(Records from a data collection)

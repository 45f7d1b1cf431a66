//! # airssys-bus - Command Dispatcher and Message-Bus Mediator
//!
//! In-process command dispatcher unifying three messaging patterns under
//! one façade: typed in-memory dispatch, an outbox-backed external bus
//! for reliable broker publication, and blocking request-reply over that
//! bus.
//!
//! # Quick Start
//!
//! ```rust
//! use airssys_bus::prelude::*;
//! use std::sync::Arc;
//!
//! // 1. Define your request type
//! #[derive(Debug, Clone)]
//! struct PlaceOrder {
//!     id: MessageId,
//!     sku: String,
//! }
//!
//! impl Request for PlaceOrder {
//!     const REQUEST_TYPE: &'static str = "place_order";
//!     fn id(&self) -> MessageId {
//!         self.id
//!     }
//! }
//!
//! // 2. Define your handler
//! struct PlaceOrderHandler;
//!
//! impl Handler<PlaceOrder> for PlaceOrderHandler {
//!     fn name(&self) -> &str {
//!         "place_order_handler"
//!     }
//!
//!     fn handle(&mut self, request: PlaceOrder, _ctx: &mut RequestContext) -> BusResult<PlaceOrder> {
//!         // business logic here
//!         Ok(request)
//!     }
//! }
//!
//! // 3. Register and dispatch
//! let subscribers = Arc::new(SubscriberRegistry::new());
//! subscribers.register(HandlerRegistration::sync(
//!     "place_order_handler",
//!     FnHandlerFactory::new(|| PlaceOrderHandler),
//! ));
//!
//! let processor = CommandProcessor::builder()
//!     .with_subscribers(subscribers)
//!     .build();
//!
//! processor.send(PlaceOrder { id: MessageId::new(), sku: "A-1".into() }).unwrap();
//! ```
//!
//! # Dispatch Semantics
//!
//! - **send / send_async** — a command goes to exactly one handler;
//!   any other count is a contract violation and handler errors
//!   propagate unchanged.
//! - **publish / publish_async** — an event fans out to every handler
//!   sequentially in registration order; failures are collected into one
//!   aggregate error and zero handlers is a no-op success.
//! - **deposit / clear / post** — durable store-and-forward: deposit
//!   stages the mapped message in the outbox (optionally inside the
//!   caller's transaction), clear produces staged entries to the broker
//!   under retry nested inside a circuit breaker, post is both back to
//!   back. Delivery is at-least-once.
//! - **call** — blocking request-reply: an ephemeral reply channel is
//!   created per call, the reply is accepted only when its correlation
//!   id matches, and the received response is locally dispatched as a
//!   send before being returned.
//!
//! # Module Organization
//!
//! ## Dispatch Core
//! - [`processor`] - The façade and its builder
//! - [`pipeline`] - Chain construction, execution, and inbox dedup
//! - [`handler`] - Handler, middleware, and factory traits
//! - [`registry`] - Subscriber, mapper, and policy registries
//!
//! ## External Bus
//! - [`bus`] - The bus service, its builder, and the process handle
//! - [`outbox`] - Durable staging store traits and the in-memory store
//! - [`producer`] - Broker-facing sender traits and the in-memory sender
//! - [`channel`] - Reply channel abstractions for request-reply
//!
//! ## Shared Model
//! - [`request`] - Request traits and reply addresses
//! - [`message`] - Wire message model and mappers
//! - [`context`] - Per-dispatch propagation context
//! - [`policy`] - Retry and circuit-breaker policies
//! - [`switches`] - Feature switches and the gate middleware
//! - [`error`] - The error taxonomy
//! - [`util`] - Ids and shared helpers
//!
//! # Concurrency Model
//!
//! Sync operations run entirely on the caller's thread; async operations
//! suspend only at handler, outbox, producer, policy, and channel
//! boundaries, and accept a `CancellationToken` that is honored before
//! the first suspension point. Handlers are per-invocation instances and
//! never shared; registries and the bus are thread-safe.

pub mod bus;
pub mod channel;
pub mod context;
pub mod error;
pub mod handler;
pub mod message;
pub mod outbox;
pub mod pipeline;
pub mod policy;
pub mod prelude;
pub mod processor;
pub mod producer;
pub mod registry;
pub mod request;
pub mod switches;
pub mod util;

// Re-export commonly used types
pub use bus::{ExternalBus, ExternalBusBuilder};
pub use channel::{Channel, ChannelFactory, Subscription};
pub use context::RequestContext;
pub use error::{BusError, BusResult};
pub use handler::{
    AsyncHandler, AsyncHandlerFactory, AsyncMiddleware, AsyncMiddlewareFactory, ChainOutcome,
    ErrorAction, FnAsyncHandlerFactory, FnAsyncMiddlewareFactory, FnHandlerFactory,
    FnMiddlewareFactory, Handler, HandlerFactory, HandlerTypeId, Middleware, MiddlewareError,
    MiddlewareFactory, MiddlewareResult, Placement,
};
pub use message::{
    ChannelName, JsonMessageMapper, Message, MessageBody, MessageHeader, MessageMapper,
    MessageType, Topic,
};
pub use outbox::{AsyncOutbox, InMemoryOutbox, Outbox, OutboxEntry, TransactionConnection, TransactionProvider};
pub use pipeline::{
    AsyncHandlerChain, DuplicateAction, HandlerChain, InMemoryInbox, Inbox, InboxConfiguration,
    InboxKey, PipelineBuilder,
};
pub use policy::{AsyncPolicy, CircuitBreaker, NoopPolicy, Policy, RetryPolicy};
pub use processor::{CommandProcessor, CommandProcessorBuilder};
pub use producer::{AsyncMessageProducer, InMemoryMessageProducer, MessageProducer};
pub use registry::{
    HandlerRegistration, MapperRegistry, MiddlewareRegistration, PolicyRegistry,
    SubscriberRegistry,
};
pub use request::{Call, ReplyAddress, Request};
pub use switches::{FeatureGateMiddleware, FeatureSwitches, SwitchStatus};
pub use util::{CorrelationId, MessageId};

• Task instructions:
Find all lines holding the word "impl" in the records above and copy them.

• The completed task:
//! impl Request for PlaceOrder {
//! impl Handler<PlaceOrder> for PlaceOrderHandler {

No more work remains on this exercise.